Listed entries Start Marker

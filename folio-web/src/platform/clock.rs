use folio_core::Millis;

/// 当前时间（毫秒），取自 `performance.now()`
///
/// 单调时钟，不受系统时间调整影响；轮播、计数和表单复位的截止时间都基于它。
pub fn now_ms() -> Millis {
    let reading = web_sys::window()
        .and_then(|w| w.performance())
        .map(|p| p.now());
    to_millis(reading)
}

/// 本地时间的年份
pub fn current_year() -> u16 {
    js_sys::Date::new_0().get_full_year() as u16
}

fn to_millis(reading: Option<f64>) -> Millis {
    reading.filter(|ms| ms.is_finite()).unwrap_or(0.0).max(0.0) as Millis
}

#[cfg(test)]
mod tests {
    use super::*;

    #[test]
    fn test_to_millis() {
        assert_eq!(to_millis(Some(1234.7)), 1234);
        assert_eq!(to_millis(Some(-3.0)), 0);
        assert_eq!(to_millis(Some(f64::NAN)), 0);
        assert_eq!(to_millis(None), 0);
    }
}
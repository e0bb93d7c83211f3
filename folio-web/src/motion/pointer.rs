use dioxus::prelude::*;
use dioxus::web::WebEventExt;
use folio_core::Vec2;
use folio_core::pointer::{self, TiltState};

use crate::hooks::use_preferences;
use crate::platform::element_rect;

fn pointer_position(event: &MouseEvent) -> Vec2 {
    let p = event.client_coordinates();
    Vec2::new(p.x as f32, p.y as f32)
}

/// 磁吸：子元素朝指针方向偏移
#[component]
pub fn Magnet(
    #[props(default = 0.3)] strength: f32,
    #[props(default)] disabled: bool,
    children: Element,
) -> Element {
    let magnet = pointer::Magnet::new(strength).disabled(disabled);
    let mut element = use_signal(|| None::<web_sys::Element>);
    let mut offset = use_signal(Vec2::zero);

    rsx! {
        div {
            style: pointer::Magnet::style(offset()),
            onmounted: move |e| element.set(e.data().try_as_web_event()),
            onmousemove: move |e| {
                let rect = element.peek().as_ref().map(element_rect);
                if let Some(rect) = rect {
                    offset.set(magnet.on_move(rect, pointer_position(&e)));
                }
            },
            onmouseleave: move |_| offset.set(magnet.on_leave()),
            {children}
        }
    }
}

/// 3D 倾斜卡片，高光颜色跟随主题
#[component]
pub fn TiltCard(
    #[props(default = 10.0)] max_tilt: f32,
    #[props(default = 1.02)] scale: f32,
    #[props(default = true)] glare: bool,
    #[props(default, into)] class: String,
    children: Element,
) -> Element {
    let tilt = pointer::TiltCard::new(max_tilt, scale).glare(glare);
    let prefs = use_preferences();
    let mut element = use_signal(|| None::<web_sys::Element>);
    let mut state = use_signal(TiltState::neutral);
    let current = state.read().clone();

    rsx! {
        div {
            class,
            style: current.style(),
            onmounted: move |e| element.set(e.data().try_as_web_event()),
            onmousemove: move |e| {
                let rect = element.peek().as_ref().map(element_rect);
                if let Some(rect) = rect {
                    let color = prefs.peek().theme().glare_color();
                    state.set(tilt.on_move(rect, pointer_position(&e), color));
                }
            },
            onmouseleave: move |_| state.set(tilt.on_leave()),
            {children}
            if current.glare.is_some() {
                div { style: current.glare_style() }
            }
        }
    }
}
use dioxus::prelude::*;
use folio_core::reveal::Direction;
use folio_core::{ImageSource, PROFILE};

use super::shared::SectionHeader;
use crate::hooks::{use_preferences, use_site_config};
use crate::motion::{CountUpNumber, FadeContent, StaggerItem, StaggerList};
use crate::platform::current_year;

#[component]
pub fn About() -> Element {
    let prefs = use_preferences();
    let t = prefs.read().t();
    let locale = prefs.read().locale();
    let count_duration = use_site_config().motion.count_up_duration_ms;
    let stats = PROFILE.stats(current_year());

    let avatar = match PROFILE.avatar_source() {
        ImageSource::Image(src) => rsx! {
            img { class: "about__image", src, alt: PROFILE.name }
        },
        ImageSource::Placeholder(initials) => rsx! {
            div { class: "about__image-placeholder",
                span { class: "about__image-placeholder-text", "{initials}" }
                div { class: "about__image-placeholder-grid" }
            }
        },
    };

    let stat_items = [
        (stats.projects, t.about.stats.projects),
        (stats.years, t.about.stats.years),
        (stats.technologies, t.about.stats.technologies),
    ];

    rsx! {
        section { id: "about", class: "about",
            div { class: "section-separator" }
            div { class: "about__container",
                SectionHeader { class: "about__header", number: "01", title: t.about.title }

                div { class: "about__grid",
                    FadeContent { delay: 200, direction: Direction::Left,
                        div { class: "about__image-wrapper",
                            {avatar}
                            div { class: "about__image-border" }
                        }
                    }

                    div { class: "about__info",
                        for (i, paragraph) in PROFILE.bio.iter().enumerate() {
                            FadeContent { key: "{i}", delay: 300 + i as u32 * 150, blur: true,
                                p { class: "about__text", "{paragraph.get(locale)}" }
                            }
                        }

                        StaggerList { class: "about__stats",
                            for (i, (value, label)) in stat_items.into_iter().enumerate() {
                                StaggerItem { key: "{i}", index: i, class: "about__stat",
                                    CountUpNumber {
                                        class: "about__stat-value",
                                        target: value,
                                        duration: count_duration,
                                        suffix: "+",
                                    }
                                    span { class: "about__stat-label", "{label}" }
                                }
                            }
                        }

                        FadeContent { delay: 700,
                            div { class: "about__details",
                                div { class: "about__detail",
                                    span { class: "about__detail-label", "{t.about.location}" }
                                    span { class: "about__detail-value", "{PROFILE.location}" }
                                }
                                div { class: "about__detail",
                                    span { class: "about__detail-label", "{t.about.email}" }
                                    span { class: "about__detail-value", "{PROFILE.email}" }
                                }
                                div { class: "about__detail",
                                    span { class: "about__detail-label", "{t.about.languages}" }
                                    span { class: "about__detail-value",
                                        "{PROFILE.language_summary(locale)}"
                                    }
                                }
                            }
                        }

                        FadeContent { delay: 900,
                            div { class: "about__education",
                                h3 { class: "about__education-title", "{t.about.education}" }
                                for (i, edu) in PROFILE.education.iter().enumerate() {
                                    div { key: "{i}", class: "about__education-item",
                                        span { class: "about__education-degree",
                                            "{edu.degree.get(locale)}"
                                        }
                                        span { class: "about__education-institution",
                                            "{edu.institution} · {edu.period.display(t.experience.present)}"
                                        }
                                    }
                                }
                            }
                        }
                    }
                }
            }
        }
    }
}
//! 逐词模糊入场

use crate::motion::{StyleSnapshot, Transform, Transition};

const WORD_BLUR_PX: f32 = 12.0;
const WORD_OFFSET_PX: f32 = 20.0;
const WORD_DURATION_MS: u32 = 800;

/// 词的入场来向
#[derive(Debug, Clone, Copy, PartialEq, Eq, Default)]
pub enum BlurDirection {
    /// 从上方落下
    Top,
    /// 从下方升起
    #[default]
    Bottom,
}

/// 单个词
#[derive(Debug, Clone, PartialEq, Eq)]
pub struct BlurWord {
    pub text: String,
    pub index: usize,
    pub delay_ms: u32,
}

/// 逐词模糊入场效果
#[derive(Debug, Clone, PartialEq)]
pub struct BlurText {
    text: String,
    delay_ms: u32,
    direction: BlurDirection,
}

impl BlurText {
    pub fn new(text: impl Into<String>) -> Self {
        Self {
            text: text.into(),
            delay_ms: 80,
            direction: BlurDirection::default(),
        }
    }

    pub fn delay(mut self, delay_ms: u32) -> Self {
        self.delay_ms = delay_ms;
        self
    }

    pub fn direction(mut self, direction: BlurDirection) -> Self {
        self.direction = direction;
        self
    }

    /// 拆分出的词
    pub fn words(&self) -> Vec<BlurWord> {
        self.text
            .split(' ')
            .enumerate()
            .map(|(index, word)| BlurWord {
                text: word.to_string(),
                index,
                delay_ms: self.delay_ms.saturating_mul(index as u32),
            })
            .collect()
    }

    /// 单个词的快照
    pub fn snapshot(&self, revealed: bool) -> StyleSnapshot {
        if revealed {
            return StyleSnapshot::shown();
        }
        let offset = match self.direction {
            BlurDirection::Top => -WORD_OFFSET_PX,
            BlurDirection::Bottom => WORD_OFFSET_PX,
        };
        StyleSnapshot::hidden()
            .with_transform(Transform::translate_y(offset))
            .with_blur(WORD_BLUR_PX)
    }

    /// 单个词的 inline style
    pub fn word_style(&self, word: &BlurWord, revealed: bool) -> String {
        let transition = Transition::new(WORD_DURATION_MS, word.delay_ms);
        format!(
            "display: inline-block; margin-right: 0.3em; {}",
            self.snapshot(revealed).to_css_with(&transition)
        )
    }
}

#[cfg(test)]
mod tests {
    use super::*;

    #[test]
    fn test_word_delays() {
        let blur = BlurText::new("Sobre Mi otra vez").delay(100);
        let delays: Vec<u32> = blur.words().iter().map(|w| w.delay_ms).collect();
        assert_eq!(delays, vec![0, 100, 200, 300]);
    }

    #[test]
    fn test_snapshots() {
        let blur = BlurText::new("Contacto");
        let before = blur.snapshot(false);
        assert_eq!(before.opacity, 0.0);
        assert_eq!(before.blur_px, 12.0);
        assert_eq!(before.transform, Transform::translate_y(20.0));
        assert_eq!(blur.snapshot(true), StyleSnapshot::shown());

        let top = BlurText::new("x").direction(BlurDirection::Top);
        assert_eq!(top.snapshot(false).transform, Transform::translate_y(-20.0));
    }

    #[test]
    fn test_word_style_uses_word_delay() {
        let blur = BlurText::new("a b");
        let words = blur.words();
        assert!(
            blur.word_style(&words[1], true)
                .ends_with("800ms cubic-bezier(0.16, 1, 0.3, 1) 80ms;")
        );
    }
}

Listed entries End Marker

### Requirement
If a line in the material above contains "location", show that line.

### Response to the task
                                    span { class: "about__detail-label", "{t.about.location}" }
                                    span { class: "about__detail-value", "{PROFILE.location}" }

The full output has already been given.